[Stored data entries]

=-=-=-=-=

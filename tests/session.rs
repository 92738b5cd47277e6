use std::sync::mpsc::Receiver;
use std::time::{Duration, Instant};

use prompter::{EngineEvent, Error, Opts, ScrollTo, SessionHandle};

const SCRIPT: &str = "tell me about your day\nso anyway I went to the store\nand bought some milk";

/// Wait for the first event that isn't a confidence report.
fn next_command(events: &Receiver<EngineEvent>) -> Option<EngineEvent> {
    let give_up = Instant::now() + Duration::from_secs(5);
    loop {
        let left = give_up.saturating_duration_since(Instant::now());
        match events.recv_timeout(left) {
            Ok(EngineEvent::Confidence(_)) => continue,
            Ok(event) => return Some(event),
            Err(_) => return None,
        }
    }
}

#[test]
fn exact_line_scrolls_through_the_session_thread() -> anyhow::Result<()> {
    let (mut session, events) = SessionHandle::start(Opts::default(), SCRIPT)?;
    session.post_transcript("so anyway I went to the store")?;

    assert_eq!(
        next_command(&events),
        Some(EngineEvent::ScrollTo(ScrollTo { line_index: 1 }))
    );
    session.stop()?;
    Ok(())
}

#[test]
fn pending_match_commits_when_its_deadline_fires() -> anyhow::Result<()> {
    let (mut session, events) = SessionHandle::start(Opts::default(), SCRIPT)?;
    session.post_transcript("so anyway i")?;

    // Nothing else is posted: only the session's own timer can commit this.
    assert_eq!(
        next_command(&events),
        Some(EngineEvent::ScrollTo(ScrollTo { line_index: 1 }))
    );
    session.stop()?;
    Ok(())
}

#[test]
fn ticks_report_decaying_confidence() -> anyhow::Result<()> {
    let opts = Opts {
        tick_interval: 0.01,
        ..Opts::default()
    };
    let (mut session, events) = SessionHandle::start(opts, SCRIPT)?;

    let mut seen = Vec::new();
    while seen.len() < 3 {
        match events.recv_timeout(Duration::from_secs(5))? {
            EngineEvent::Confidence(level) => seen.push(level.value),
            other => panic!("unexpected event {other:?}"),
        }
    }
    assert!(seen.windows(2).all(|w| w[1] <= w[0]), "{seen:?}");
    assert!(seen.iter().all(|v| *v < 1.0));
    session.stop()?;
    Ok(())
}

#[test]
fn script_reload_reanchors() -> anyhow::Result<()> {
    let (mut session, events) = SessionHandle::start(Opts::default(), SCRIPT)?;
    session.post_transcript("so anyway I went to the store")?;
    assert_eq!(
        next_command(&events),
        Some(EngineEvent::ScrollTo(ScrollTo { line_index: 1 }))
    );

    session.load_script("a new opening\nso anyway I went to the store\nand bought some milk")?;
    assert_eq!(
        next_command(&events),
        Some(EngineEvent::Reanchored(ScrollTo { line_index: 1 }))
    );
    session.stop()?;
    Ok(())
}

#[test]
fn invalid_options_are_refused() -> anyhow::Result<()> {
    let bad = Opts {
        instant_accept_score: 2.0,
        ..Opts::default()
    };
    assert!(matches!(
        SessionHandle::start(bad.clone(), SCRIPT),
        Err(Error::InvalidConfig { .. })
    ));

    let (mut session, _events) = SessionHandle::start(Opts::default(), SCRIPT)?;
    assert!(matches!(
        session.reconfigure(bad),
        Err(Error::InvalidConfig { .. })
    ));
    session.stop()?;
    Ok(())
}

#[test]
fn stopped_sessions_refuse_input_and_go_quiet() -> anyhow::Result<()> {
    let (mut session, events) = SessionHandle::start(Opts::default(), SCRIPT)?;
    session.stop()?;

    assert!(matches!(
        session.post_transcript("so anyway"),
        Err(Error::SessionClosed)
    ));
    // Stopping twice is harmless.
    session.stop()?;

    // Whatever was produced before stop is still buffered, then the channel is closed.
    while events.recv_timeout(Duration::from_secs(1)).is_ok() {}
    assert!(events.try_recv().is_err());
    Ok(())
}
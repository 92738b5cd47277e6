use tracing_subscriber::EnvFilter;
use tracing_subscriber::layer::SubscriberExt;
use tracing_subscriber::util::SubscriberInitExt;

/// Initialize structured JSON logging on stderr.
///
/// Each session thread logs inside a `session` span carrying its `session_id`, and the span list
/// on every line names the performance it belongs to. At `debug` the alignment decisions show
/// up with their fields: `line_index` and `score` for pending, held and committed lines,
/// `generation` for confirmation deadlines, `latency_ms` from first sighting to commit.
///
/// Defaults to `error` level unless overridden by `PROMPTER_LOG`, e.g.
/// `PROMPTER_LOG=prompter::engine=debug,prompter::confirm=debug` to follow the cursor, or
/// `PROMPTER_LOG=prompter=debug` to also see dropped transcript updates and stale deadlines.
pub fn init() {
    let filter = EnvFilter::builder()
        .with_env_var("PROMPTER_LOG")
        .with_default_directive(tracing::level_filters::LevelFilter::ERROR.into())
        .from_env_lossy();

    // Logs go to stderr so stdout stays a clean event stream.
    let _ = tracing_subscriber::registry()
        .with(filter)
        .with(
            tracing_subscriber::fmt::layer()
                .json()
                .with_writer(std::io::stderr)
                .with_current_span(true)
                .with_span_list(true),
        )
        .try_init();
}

=-=-=-=-=

All the entries must be retyped exactly.

- _FINISHED TASK_:
filename tests/session.rs
repository 92738b5cd47277e6
use std::sync::mpsc::Receiver;
use std::time::{Duration, Instant};

use prompter::{EngineEvent, Error, Opts, ScrollTo, SessionHandle};

const SCRIPT: &str = "tell me about your day\nso anyway I went to the store\nand bought some milk";

/// Wait for the first event that isn't a confidence report.
fn next_command(events: &Receiver<EngineEvent>) -> Option<EngineEvent> {
    let give_up = Instant::now() + Duration::from_secs(5);
    loop {
        let left = give_up.saturating_duration_since(Instant::now());
        match events.recv_timeout(left) {
            Ok(EngineEvent::Confidence(_)) => continue,
            Ok(event) => return Some(event),
            Err(_) => return None,
        }
    }
}

#[test]
fn exact_line_scrolls_through_the_session_thread() -> anyhow::Result<()> {
    let (mut session, events) = SessionHandle::start(Opts::default(), SCRIPT)?;
    session.post_transcript("so anyway I went to the store")?;

    assert_eq!(
        next_command(&events),
        Some(EngineEvent::ScrollTo(ScrollTo { line_index: 1 }))
    );
    session.stop()?;
    Ok(())
}

#[test]
fn pending_match_commits_when_its_deadline_fires() -> anyhow::Result<()> {
    let (mut session, events) = SessionHandle::start(Opts::default(), SCRIPT)?;
    session.post_transcript("so anyway i")?;

    // Nothing else is posted: only the session's own timer can commit this.
    assert_eq!(
        next_command(&events),
        Some(EngineEvent::ScrollTo(ScrollTo { line_index: 1 }))
    );
    session.stop()?;
    Ok(())
}

#[test]
fn ticks_report_decaying_confidence() -> anyhow::Result<()> {
    let opts = Opts {
        tick_interval: 0.01,
        ..Opts::default()
    };
    let (mut session, events) = SessionHandle::start(opts, SCRIPT)?;

    let mut seen = Vec::new();
    while seen.len() < 3 {
        match events.recv_timeout(Duration::from_secs(5))? {
            EngineEvent::Confidence(level) => seen.push(level.value),
            other => panic!("unexpected event {other:?}"),
        }
    }
    assert!(seen.windows(2).all(|w| w[1] <= w[0]), "{seen:?}");
    assert!(seen.iter().all(|v| *v < 1.0));
    session.stop()?;
    Ok(())
}

#[test]
fn script_reload_reanchors() -> anyhow::Result<()> {
    let (mut session, events) = SessionHandle::start(Opts::default(), SCRIPT)?;
    session.post_transcript("so anyway I went to the store")?;
    assert_eq!(
        next_command(&events),
        Some(EngineEvent::ScrollTo(ScrollTo { line_index: 1 }))
    );

    session.load_script("a new opening\nso anyway I went to the store\nand bought some milk")?;
    assert_eq!(
        next_command(&events),
        Some(EngineEvent::Reanchored(ScrollTo { line_index: 1 }))
    );
    session.stop()?;
    Ok(())
}

#[test]
fn invalid_options_are_refused() -> anyhow::Result<()> {
    let bad = Opts {
        instant_accept_score: 2.0,
        ..Opts::default()
    };
    assert!(matches!(
        SessionHandle::start(bad.clone(), SCRIPT),
        Err(Error::InvalidConfig { .. })
    ));

    let (mut session, _events) = SessionHandle::start(Opts::default(), SCRIPT)?;
    assert!(matches!(
        session.reconfigure(bad),
        Err(Error::InvalidConfig { .. })
    ));
    session.stop()?;
    Ok(())
}

#[test]
fn stopped_sessions_refuse_input_and_go_quiet() -> anyhow::Result<()> {
    let (mut session, events) = SessionHandle::start(Opts::default(), SCRIPT)?;
    session.stop()?;

    assert!(matches!(
        session.post_transcript("so anyway"),
        Err(Error::SessionClosed)
    ));
    // Stopping twice is harmless.
    session.stop()?;

    // Whatever was produced before stop is still buffered, then the channel is closed.
    while events.recv_timeout(Duration::from_secs(1)).is_ok() {}
    assert!(events.try_recv().is_err());
    Ok(())
}
repository 92738b5cd47277e6
use tracing_subscriber::EnvFilter;
use tracing_subscriber::layer::SubscriberExt;
use tracing_subscriber::util::SubscriberInitExt;

/// Initialize structured JSON logging on stderr.
///
/// Each session thread logs inside a `session` span carrying its `session_id`, and the span list
/// on every line names the performance it belongs to. At `debug` the alignment decisions show
/// up with their fields: `line_index` and `score` for pending, held and committed lines,
/// `generation` for confirmation deadlines, `latency_ms` from first sighting to commit.
///
/// Defaults to `error` level unless overridden by `PROMPTER_LOG`, e.g.
/// `PROMPTER_LOG=prompter::engine=debug,prompter::confirm=debug` to follow the cursor, or
/// `PROMPTER_LOG=prompter=debug` to also see dropped transcript updates and stale deadlines.
pub fn init() {
    let filter = EnvFilter::builder()
        .with_env_var("PROMPTER_LOG")
        .with_default_directive(tracing::level_filters::LevelFilter::ERROR.into())
        .from_env_lossy();

    // Logs go to stderr so stdout stays a clean event stream.
    let _ = tracing_subscriber::registry()
        .with(filter)
        .with(
            tracing_subscriber::fmt::layer()
                .json()
                .with_writer(std::io::stderr)
                .with_current_span(true)
                .with_span_list(true),
        )
        .try_init();
}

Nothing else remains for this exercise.